» **INPUT FOR THIS TASK**
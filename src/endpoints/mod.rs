//! Typed operations over [`ApiClient`](crate::client::ApiClient), one module
//! per backend resource. Each operation declares the cache tags it provides
//! or invalidates and unwraps the backend's `{ success, message, data }`
//! envelope.

mod admin;
mod auth;
mod cart;
mod categories;
mod orders;
mod products;

pub use auth::{decode_token_claims, TokenError};

use crate::client::ApiError;
use serde::de::DeserializeOwned;
use serde::Serialize;
use serde_json::Value;

/// `data` of the response envelope, `Null` when absent.
fn data(mut envelope: Value) -> Value {
    envelope.get_mut("data").map(Value::take).unwrap_or(Value::Null)
}

fn decode<D: DeserializeOwned>(value: Value) -> Result<D, ApiError> {
    serde_json::from_value(value).map_err(ApiError::from)
}

/// Lists come back as `data`, or `data.result` for paginated resources;
/// a missing list decodes as empty.
fn decode_list<D: DeserializeOwned>(envelope: Value) -> Result<Vec<D>, ApiError> {
    match data(envelope) {
        Value::Null => Ok(Vec::new()),
        Value::Object(mut page) if page.contains_key("result") => match page.remove("result") {
            Some(Value::Null) | None => Ok(Vec::new()),
            Some(list) => decode(list),
        },
        list => decode(list),
    }
}

fn to_body<S: Serialize>(body: &S) -> Result<Value, ApiError> {
    serde_json::to_value(body).map_err(|e| ApiError::Validation(format!("invalid request body: {e}")))
}

fn require(value: &str, what: &str) -> Result<(), ApiError> {
    if value.trim().is_empty() {
        Err(ApiError::Validation(format!("{what} is required")))
    } else {
        Ok(())
    }
}

#[cfg(test)]
mod tests {
    use super::*;
    use serde_json::json;

    #[test]
    fn decode_list_accepts_plain_and_paged_envelopes() {
        let plain: Vec<u32> = decode_list(json!({"data": [1, 2]})).unwrap();
        let paged: Vec<u32> = decode_list(json!({"data": {"result": [3], "meta": {"total": 1}}})).unwrap();
        let missing: Vec<u32> = decode_list(json!({"success": true})).unwrap();
        assert_eq!(plain, vec![1, 2]);
        assert_eq!(paged, vec![3]);
        assert!(missing.is_empty());
    }

    #[test]
    fn require_rejects_blank_values() {
        assert!(require("  ", "Product id").is_err());
        assert!(require("p1", "Product id").is_ok());
    }
}
use serde_json::{json, Map, Value as JsonValue};
use std::path::{Path, PathBuf};
use std::sync::{Arc, Mutex, MutexGuard};
use std::time::Duration;
use thiserror::Error;
use tracing::{debug, info};

pub const SETTINGS_ENV_VAR: &str = "SHOPFRONT_SETTINGS";

pub const KEY_BASE_URL: &str = "baseUrl";
pub const KEY_REFRESH_PATH: &str = "refreshTokenPath";
pub const KEY_AUTH_SCHEME: &str = "authScheme";
pub const KEY_REQUEST_TIMEOUT_SECONDS: &str = "requestTimeoutSeconds";
pub const KEY_PAGE_SIZE: &str = "pageSize";
pub const KEY_KEEP_UNUSED_SECONDS: &str = "keepUnusedDataForSeconds";
pub const KEY_JANITOR_INTERVAL_SECONDS: &str = "cacheJanitorIntervalSeconds";
pub const KEY_NOTIFICATION_CAPACITY: &str = "notificationCapacity";

pub const DEFAULT_BASE_URL: &str = "https://e-commerce-backend-zeta-five.vercel.app/api/v1";
pub const DEFAULT_REFRESH_PATH: &str = "/auth/refresh-token";

fn defaults() -> Map<String, JsonValue> {
  let mut map = Map::new();
  map.insert(KEY_BASE_URL.to_string(), json!(DEFAULT_BASE_URL));
  map.insert(KEY_REFRESH_PATH.to_string(), json!(DEFAULT_REFRESH_PATH));
  map.insert(KEY_AUTH_SCHEME.to_string(), json!(""));
  map.insert(KEY_REQUEST_TIMEOUT_SECONDS.to_string(), json!(30));
  map.insert(KEY_PAGE_SIZE.to_string(), json!(9));
  map.insert(KEY_KEEP_UNUSED_SECONDS.to_string(), json!(60));
  map.insert(KEY_JANITOR_INTERVAL_SECONDS.to_string(), json!(15));
  map.insert(KEY_NOTIFICATION_CAPACITY.to_string(), json!(32));
  map
}

#[derive(Debug, Error)]
pub enum SettingsError {
  #[error("failed to read settings file {path}: {source}")]
  Io {
    path: PathBuf,
    #[source]
    source: std::io::Error,
  },
  #[error("settings file {path} is not valid json: {source}")]
  Json {
    path: PathBuf,
    #[source]
    source: serde_json::Error,
  },
  #[error("settings file {0} must contain a json object")]
  NotAnObject(PathBuf),
  #[error("invalid setting {key}: {reason}")]
  Invalid { key: &'static str, reason: String },
}

/// Key/value settings backed by an optional JSON file, layered over
/// built-in defaults.
#[derive(Clone)]
pub struct SettingsStore {
  path: Option<PathBuf>,
  values: Arc<Mutex<Map<String, JsonValue>>>,
}

impl Default for SettingsStore {
  fn default() -> Self {
    Self::in_memory()
  }
}

impl SettingsStore {
  pub fn in_memory() -> Self {
    Self {
      path: None,
      values: Arc::new(Mutex::new(defaults())),
    }
  }

  /// Loads `path` over the defaults. A missing file yields the defaults and
  /// is created on the first [`save`](Self::save).
  pub fn load(path: impl AsRef<Path>) -> Result<Self, SettingsError> {
    let path = path.as_ref().to_path_buf();
    let mut values = defaults();

    match std::fs::read_to_string(&path) {
      Ok(contents) if contents.trim().is_empty() => {
        debug!(path = %path.display(), "settings file is empty; using defaults");
      }
      Ok(contents) => {
        let parsed: JsonValue = serde_json::from_str(&contents).map_err(|source| SettingsError::Json {
          path: path.clone(),
          source,
        })?;
        let JsonValue::Object(overrides) = parsed else {
          return Err(SettingsError::NotAnObject(path));
        };
        for (k, v) in overrides {
          values.insert(k, v);
        }
        info!(path = %path.display(), "settings loaded");
      }
      Err(e) if e.kind() == std::io::ErrorKind::NotFound => {
        debug!(path = %path.display(), "settings file not found; using defaults");
      }
      Err(source) => return Err(SettingsError::Io { path, source }),
    }

    Ok(Self {
      path: Some(path),
      values: Arc::new(Mutex::new(values)),
    })
  }

  /// `--settings` wins, then `SHOPFRONT_SETTINGS`, then defaults only.
  pub fn from_env_or(path: Option<&Path>) -> Result<Self, SettingsError> {
    if let Some(path) = path {
      return Self::load(path);
    }
    match std::env::var_os(SETTINGS_ENV_VAR) {
      Some(path) if !path.is_empty() => Self::load(PathBuf::from(path)),
      _ => Ok(Self::in_memory()),
    }
  }

  fn lock(&self) -> MutexGuard<'_, Map<String, JsonValue>> {
    self.values.lock().unwrap_or_else(|poisoned| poisoned.into_inner())
  }

  pub fn get_json(&self, key: &str) -> Option<JsonValue> {
    self.lock().get(key).cloned()
  }

  pub fn get_u64(&self, key: &str, fallback: u64) -> u64 {
    self
      .get_json(key)
      .and_then(|v| v.as_u64())
      .unwrap_or(fallback)
  }

  pub fn get_string(&self, key: &str) -> Option<String> {
    let v = self.get_json(key)?;
    let s = v.as_str()?.trim();
    if s.is_empty() {
      None
    } else {
      Some(s.to_string())
    }
  }

  pub fn set(&self, key: &str, value: impl Into<JsonValue>) {
    self.lock().insert(key.to_string(), value.into());
  }

  pub fn save(&self) -> Result<(), SettingsError> {
    let Some(path) = &self.path else {
      return Ok(());
    };
    let body = {
      let values = self.lock();
      serde_json::to_string_pretty(&*values).map_err(|source| SettingsError::Json {
        path: path.clone(),
        source,
      })?
    };
    std::fs::write(path, body).map_err(|source| SettingsError::Io {
      path: path.clone(),
      source,
    })
  }
}

/// Typed view of the settings the client runtime needs.
#[derive(Debug, Clone, PartialEq)]
pub struct ClientConfig {
  pub base_url: String,
  pub refresh_path: String,
  pub auth_scheme: Option<String>,
  pub request_timeout: Duration,
  pub page_size: usize,
  pub keep_unused_for: Duration,
  pub janitor_interval: Duration,
  pub notification_capacity: usize,
}

impl Default for ClientConfig {
  fn default() -> Self {
    Self {
      base_url: DEFAULT_BASE_URL.to_string(),
      refresh_path: DEFAULT_REFRESH_PATH.to_string(),
      auth_scheme: None,
      request_timeout: Duration::from_secs(30),
      page_size: 9,
      keep_unused_for: Duration::from_secs(60),
      janitor_interval: Duration::from_secs(15),
      notification_capacity: 32,
    }
  }
}

impl ClientConfig {
  pub fn from_settings(settings: &SettingsStore) -> Result<Self, SettingsError> {
    let base_url = settings
      .get_string(KEY_BASE_URL)
      .unwrap_or_else(|| DEFAULT_BASE_URL.to_string());
    if !(base_url.starts_with("http://") || base_url.starts_with("https://")) {
      return Err(SettingsError::Invalid {
        key: KEY_BASE_URL,
        reason: format!("expected an http(s) url, got {base_url:?}"),
      });
    }

    let refresh_path = settings
      .get_string(KEY_REFRESH_PATH)
      .unwrap_or_else(|| DEFAULT_REFRESH_PATH.to_string());
    if !refresh_path.starts_with('/') {
      return Err(SettingsError::Invalid {
        key: KEY_REFRESH_PATH,
        reason: "must start with '/'".to_string(),
      });
    }

    let page_size = settings.get_u64(KEY_PAGE_SIZE, 9);
    if page_size == 0 {
      return Err(SettingsError::Invalid {
        key: KEY_PAGE_SIZE,
        reason: "must be greater than 0".to_string(),
      });
    }

    Ok(Self {
      base_url: base_url.trim_end_matches('/').to_string(),
      refresh_path,
      auth_scheme: settings.get_string(KEY_AUTH_SCHEME),
      request_timeout: Duration::from_secs(settings.get_u64(KEY_REQUEST_TIMEOUT_SECONDS, 30).max(1)),
      page_size: page_size as usize,
      keep_unused_for: Duration::from_secs(settings.get_u64(KEY_KEEP_UNUSED_SECONDS, 60)),
      janitor_interval: Duration::from_secs(settings.get_u64(KEY_JANITOR_INTERVAL_SECONDS, 15).max(1)),
      notification_capacity: settings.get_u64(KEY_NOTIFICATION_CAPACITY, 32).max(1) as usize,
    })
  }
}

» **PROBLEM**
Identify the lines of the entries containing the string "parsed". Copy each such line.

» **TASK RESPONSE**
        let parsed: JsonValue = serde_json::from_str(&contents).map_err(|source| SettingsError::Json {
        let JsonValue::Object(overrides) = parsed else {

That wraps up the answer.